Holley also stayed in the fashion industry, but launched her own business. "I came out to Montauk; I sat on a beach out here and tried to think," she says. "I didn't want to go back to another corporate job; I really felt the pull to do my own thing." Her time at Lucky made her passionate about guiding women to make decisions about fashion that were as practical as they were stylish. She loved helping women who were stymied by making wardrobe choices and wanted to bring that Lucky mentality to every woman — or, as she explains it, "What if you had a Lucky editor on your shoulder whispering in your ear when you're shopping?" That notion inspired her to launch Everywhere, an app which aims to do just that. 

Holley's time as an editor-in-chief helped prepare her to run a tech startup in a variety of ways. "Leading a team and having a mission, getting people motivated to get to that goal, has been really easy because that's what magazines did," she says. "It wasn't easy in magazines; it's pretty rough. The industry was experiencing pretty historic changes. We had to be committed and not be fearful about what was around the corner — that's helped a lot." Holley has also had plenty of experience as the face of a brand, having headed up Lucky, ElleGirl, Yahoo! Shine and Jane. It also prepped her to gather the courage to ask for funding. In fact, there isn't much that having the role hasn't prepared her to do.

"To be editor-in-chief is a pretty amazing thing; I think that the editor-in-chief is someone who is a marketer who understands the consumer," Holley says. "You are beholden to an audience and if you can perfect that — which I think I was pretty good at — then you can take that anywhere; you can create e-commerce platforms, you can create physical products." 

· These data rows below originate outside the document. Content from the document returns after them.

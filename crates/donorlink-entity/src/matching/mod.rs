//! Match domain entities.

pub mod completion;
pub mod model;
pub mod party;
pub mod status;

pub use completion::CompletionDetails;
pub use model::{GRACE_PERIOD_MINUTES, MatchResult, grace_period};
pub use party::{MatchRole, Party};
pub use status::MatchStatus;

Ultimately, having the editor-in-chief title means only what you make of it, both while serving in the role and after you move on from it. Like so many other fields in the fashion industry, success is found in the ability to adapt and change, not in the words on a business card. While it's certainly a scary time in media, there's a silver lining in the shifting landscape.

"I never thought of [being an editor-in-chief] as an end goal, like this is it and when I achieve that, I can die; you know, life doesn't work like that," says Wells. "It feels very optimistic to know that there are chapters, as opposed to an ending, and that you can rewrite your next chapter."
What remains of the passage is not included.